Les Kernos chargèrent en hurlant. Cianech s’écarta de justesse, lorsqu’une lourde masse s’apprêtait à s’abattre, elle se brisa contre la pierre. Le Chasseur projeta sa lance, et un semi-cerf s’effondra dans un grognement bestial. Désarmé, il évita les coups tant bien que mal. Soudainement, un glaive brassa l’air, cherchant son corps. Du coin de l’œil, Cianech crut que l’Être était mortellement atteint. Mais le glaive termina sa trajectoire dans le vide, tandis qu’une nuée de corbeaux s’envolait, s’abattant sur les Kernos, comme un tourbillon de noirceur mortelle.

Dans l’esprit du barde, le combat durait depuis des heures, et jamais il ne s’achèverait à son avis.
Chapitre XX

Où sommes-nous ?

Il se sentait seul, malgré le tourbillon de corbeaux, il ne ripostait plus, évitant les coups avec difficulté. Il sentait ses jambes trembler, faiblir sous la violence des coups.

Nous sommes dans la Forêt. Il devrait venir, l’Homme Vert, Celui qui Arpente. Peut-être est-il vraiment endormi comme le pensent les Kernos, mais au fond de moi, je n’y crois pas. L’instinct du Chasseur a peu de chance d’être trompé. Et si la Proie doit venir, ce sera ici. Car la Porte ne s’ouvre qu’à Elle. Car la Porte mène à son Royaume, celui des morts et de la renaissance. Mon royaume…

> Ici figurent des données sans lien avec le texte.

use axum::{extract::State, response::IntoResponse};
use uuid::Uuid;

use crate::{
    dto::{
        envelope::ApiResponse,
        user_dto::{
            ResumePayload, SkillsPayload, SkillsResponse, UpdateCandidateProfilePayload,
            UpdateProfilePayload, UserListQuery, UserStatsResponse, UserStatusPayload,
        },
    },
    error::Result,
    middleware::auth::CurrentUser,
    models::user::{User, UserType},
    utils::validation::{ApiPath, ListQuery, ValidatedJson},
    AppState,
};

#[utoipa::path(
    get,
    path = "/api/users/profile",
    responses(
        (status = 200, description = "Own profile", body = User),
        (status = 401, description = "Not authenticated")
    )
)]
#[axum::debug_handler]
pub async fn get_profile(
    State(state): State<AppState>,
    current: CurrentUser,
) -> Result<impl IntoResponse> {
    let user: User = state.user_service.find_by_id(current.id).await?;
    Ok(ApiResponse::ok(user))
}

#[utoipa::path(
    patch,
    path = "/api/users/profile",
    request_body = UpdateProfilePayload,
    responses(
        (status = 200, description = "Profile updated", body = User),
        (status = 400, description = "Invalid payload")
    )
)]
#[axum::debug_handler]
pub async fn update_profile(
    State(state): State<AppState>,
    current: CurrentUser,
    ValidatedJson(payload): ValidatedJson<UpdateProfilePayload>,
) -> Result<impl IntoResponse> {
    let user = state.user_service.update_profile(current.id, payload).await?;
    Ok(ApiResponse::with_message(user, "Profile updated"))
}

#[utoipa::path(
    patch,
    path = "/api/users/candidate-profile",
    request_body = UpdateCandidateProfilePayload,
    responses(
        (status = 200, description = "Candidate profile updated", body = User),
        (status = 403, description = "Candidates only")
    )
)]
#[axum::debug_handler]
pub async fn update_candidate_profile(
    State(state): State<AppState>,
    current: CurrentUser,
    ValidatedJson(payload): ValidatedJson<UpdateCandidateProfilePayload>,
) -> Result<impl IntoResponse> {
    current.require_role(&[UserType::Candidate])?;
    let user = state
        .user_service
        .update_candidate_profile(current.id, payload)
        .await?;
    Ok(ApiResponse::with_message(user, "Candidate profile updated"))
}

#[utoipa::path(
    post,
    path = "/api/users/skills",
    request_body = SkillsPayload,
    responses(
        (status = 200, description = "Skills merged into the profile", body = SkillsResponse),
        (status = 403, description = "Candidates only")
    )
)]
#[axum::debug_handler]
pub async fn add_skills(
    State(state): State<AppState>,
    current: CurrentUser,
    ValidatedJson(payload): ValidatedJson<SkillsPayload>,
) -> Result<impl IntoResponse> {
    current.require_role(&[UserType::Candidate])?;
    let result: SkillsResponse = state
        .user_service
        .add_skills(current.id, payload.skills)
        .await?;
    Ok(ApiResponse::ok(result))
}

#[utoipa::path(
    delete,
    path = "/api/users/skills/{skill}",
    params(
        ("skill" = String, Path, description = "Skill to remove")
    ),
    responses(
        (status = 200, description = "Remaining skills"),
        (status = 403, description = "Candidates only")
    )
)]
#[axum::debug_handler]
pub async fn remove_skill(
    State(state): State<AppState>,
    current: CurrentUser,
    ApiPath(skill): ApiPath<String>,
) -> Result<impl IntoResponse> {
    current.require_role(&[UserType::Candidate])?;
    let skills = state.user_service.remove_skill(current.id, &skill).await?;
    Ok(ApiResponse::ok(skills))
}

#[utoipa::path(
    post,
    path = "/api/users/resume",
    request_body = ResumePayload,
    responses(
        (status = 200, description = "Resume stored"),
        (status = 400, description = "Neither text nor file given")
    )
)]
#[axum::debug_handler]
pub async fn update_resume(
    State(state): State<AppState>,
    current: CurrentUser,
    ValidatedJson(payload): ValidatedJson<ResumePayload>,
) -> Result<impl IntoResponse> {
    current.require_role(&[UserType::Candidate])?;
    let resume = state
        .user_service
        .update_resume(current.id, payload.text, payload.file)
        .await?;
    Ok(ApiResponse::with_message(resume, "Resume updated"))
}

#[utoipa::path(
    get,
    path = "/api/users",
    params(
        ("page" = Option<i64>, Query, description = "Page number"),
        ("limit" = Option<i64>, Query, description = "Items per page"),
        ("type" = Option<String>, Query, description = "candidate, employer or admin"),
        ("is_active" = Option<bool>, Query, description = "Filter by account state"),
        ("search" = Option<String>, Query, description = "Name or email substring")
    ),
    responses(
        (status = 200, description = "Paginated users"),
        (status = 403, description = "Administrators only")
    )
)]
#[axum::debug_handler]
pub async fn list_users(
    State(state): State<AppState>,
    current: CurrentUser,
    ListQuery(query): ListQuery<UserListQuery>,
) -> Result<impl IntoResponse> {
    current.require_role(&[UserType::Admin])?;
    let users = state.user_service.list(query).await?;
    Ok(ApiResponse::ok(users))
}

#[utoipa::path(
    patch,
    path = "/api/users/{id}/status",
    params(
        ("id" = Uuid, Path, description = "User ID")
    ),
    request_body = UserStatusPayload,
    responses(
        (status = 200, description = "Account state changed", body = User),
        (status = 404, description = "User not found")
    )
)]
#[axum::debug_handler]
pub async fn set_user_status(
    State(state): State<AppState>,
    current: CurrentUser,
    ApiPath(id): ApiPath<Uuid>,
    ValidatedJson(payload): ValidatedJson<UserStatusPayload>,
) -> Result<impl IntoResponse> {
    current.require_role(&[UserType::Admin])?;
    let user = state.user_service.set_active(id, payload.is_active).await?;
    let message = if payload.is_active {
        "User activated"
    } else {
        "User blocked"
    };
    Ok(ApiResponse::with_message(user, message))
}

#[utoipa::path(
    get,
    path = "/api/users/stats",
    responses(
        (status = 200, description = "Activity counters for the caller", body = UserStatsResponse)
    )
)]
#[axum::debug_handler]
pub async fn stats(State(state): State<AppState>, current: CurrentUser) -> Result<impl IntoResponse> {
    let stats: UserStatsResponse = state.user_service.stats(current.id).await?;
    Ok(ApiResponse::ok(stats))
}

#[utoipa::path(
    delete,
    path = "/api/users/account",
    responses(
        (status = 200, description = "Account deactivated and email released")
    )
)]
#[axum::debug_handler]
pub async fn delete_account(
    State(state): State<AppState>,
    current: CurrentUser,
) -> Result<impl IntoResponse> {
    state.user_service.delete_account(current.id).await?;
    Ok(ApiResponse::message("Account deleted"))
}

Je songe un instant qu’il suffirait que je cesse de lutter, de fermer les yeux et d’attendre l’instant fatidique pour enfin y entrer. Mais acceptera-t-il ? Je ne suis pas certain. Je dois y entrer par moi-même. La Porte est close, j’y entrerai quand les gonds grinceront et attendront qu’Il entre.


Le souffle court, les bras engourdis sous les coups de butoir, Cianech sentait son sang s’écouler, poisseux, s’immisçant entre les interstices de son armure et de sa peau. Son bouclier vola en éclat sous le choc d’une épée. La douleur paralysa son bras. Le tourbillon de corbeaux avait cessé son infernale sarabande, et le Bran croassait de plus belle.

Une flèche siffla dans l’air et transperça la gorge d’un des Kernos. L’Amhran Dubh se tenait près de la Porte, son arc au poing, visant un à un les Kernos. Ils se détournèrent de Cianech pour l’assaillir. Le barde se sentait incapable de bouger, sûr et certain qu’au moindre effort il tomberait à la renverse.

J’entends un brame. Il arrive. Plus grand que nul autre cerf, il arrive au galop, ses cors baissés, prêt à charger. L’éclairage fugace de la Lune me permet de saisir plus qu’une ombre. Les empaumures acérées, elles apportent la mort. Sa hampe est recouverte d’une fourrure épaisse, blanchissante, ses larmiers sont teintés d’un rouge clair, tout comme ses yeux sont deux prismes d’obscurité.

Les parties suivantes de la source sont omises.